=== AIM OF THE EXERCISE ===
Across the records below, how many lines include the word "default"? State only the number.

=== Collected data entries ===
[Start of section]
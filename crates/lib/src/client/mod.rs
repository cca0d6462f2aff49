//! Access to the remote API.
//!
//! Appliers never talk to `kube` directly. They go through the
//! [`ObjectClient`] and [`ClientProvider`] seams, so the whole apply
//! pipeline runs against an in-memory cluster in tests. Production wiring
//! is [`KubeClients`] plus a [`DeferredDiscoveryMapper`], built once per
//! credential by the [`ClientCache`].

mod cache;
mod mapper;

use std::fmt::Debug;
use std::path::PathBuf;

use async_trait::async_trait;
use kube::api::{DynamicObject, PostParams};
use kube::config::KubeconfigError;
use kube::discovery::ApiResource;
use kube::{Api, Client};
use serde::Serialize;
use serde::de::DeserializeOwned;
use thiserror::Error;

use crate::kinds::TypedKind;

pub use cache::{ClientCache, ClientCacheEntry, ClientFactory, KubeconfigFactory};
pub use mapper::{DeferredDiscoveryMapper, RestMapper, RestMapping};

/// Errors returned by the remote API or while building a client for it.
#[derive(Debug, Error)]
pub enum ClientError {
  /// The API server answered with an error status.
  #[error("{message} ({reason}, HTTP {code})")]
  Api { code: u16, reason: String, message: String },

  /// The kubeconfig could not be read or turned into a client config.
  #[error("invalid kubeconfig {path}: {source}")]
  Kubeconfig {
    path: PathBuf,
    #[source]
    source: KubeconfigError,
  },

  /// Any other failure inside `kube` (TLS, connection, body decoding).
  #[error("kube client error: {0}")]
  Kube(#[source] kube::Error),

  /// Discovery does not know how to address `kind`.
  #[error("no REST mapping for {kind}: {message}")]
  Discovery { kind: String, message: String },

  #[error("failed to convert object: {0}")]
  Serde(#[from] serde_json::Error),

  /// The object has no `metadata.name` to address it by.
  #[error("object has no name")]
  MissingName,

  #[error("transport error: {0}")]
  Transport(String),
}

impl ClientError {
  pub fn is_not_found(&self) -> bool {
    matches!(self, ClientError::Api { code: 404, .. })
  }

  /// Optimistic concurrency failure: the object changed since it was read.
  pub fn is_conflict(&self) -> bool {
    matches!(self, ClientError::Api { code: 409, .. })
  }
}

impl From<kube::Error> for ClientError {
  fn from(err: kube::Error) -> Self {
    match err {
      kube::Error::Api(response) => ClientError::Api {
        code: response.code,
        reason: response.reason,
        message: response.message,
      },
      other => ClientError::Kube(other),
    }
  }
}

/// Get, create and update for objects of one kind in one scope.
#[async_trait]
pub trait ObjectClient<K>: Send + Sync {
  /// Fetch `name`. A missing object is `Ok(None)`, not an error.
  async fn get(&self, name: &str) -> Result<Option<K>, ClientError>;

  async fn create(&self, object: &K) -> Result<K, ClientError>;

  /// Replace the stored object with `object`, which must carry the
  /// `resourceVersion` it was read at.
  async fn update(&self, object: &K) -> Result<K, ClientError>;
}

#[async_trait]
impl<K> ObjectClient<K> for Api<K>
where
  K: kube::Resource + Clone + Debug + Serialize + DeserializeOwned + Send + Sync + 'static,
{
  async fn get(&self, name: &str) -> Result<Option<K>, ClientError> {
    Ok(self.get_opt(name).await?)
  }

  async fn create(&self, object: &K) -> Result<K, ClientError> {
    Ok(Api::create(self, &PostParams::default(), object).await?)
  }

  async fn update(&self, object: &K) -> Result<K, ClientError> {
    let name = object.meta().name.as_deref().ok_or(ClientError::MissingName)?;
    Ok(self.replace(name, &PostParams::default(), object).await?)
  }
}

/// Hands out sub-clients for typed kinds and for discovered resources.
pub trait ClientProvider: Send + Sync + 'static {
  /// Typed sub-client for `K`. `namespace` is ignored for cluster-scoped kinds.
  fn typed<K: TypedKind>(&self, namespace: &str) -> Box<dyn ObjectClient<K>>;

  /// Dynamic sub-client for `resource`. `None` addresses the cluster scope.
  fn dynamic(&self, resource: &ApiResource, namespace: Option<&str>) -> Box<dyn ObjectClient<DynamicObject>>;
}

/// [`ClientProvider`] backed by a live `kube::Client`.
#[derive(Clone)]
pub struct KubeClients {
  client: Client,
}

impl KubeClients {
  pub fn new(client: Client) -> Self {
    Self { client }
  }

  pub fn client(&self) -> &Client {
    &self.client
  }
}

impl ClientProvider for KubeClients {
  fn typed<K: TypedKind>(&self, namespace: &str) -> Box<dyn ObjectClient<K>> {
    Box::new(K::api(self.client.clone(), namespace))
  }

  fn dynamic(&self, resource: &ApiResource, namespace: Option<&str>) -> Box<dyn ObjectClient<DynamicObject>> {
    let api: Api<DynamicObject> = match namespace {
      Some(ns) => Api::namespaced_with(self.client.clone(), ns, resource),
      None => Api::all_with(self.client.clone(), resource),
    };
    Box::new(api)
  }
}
[End of section]
=== PROBLEM SOLUTION ===
2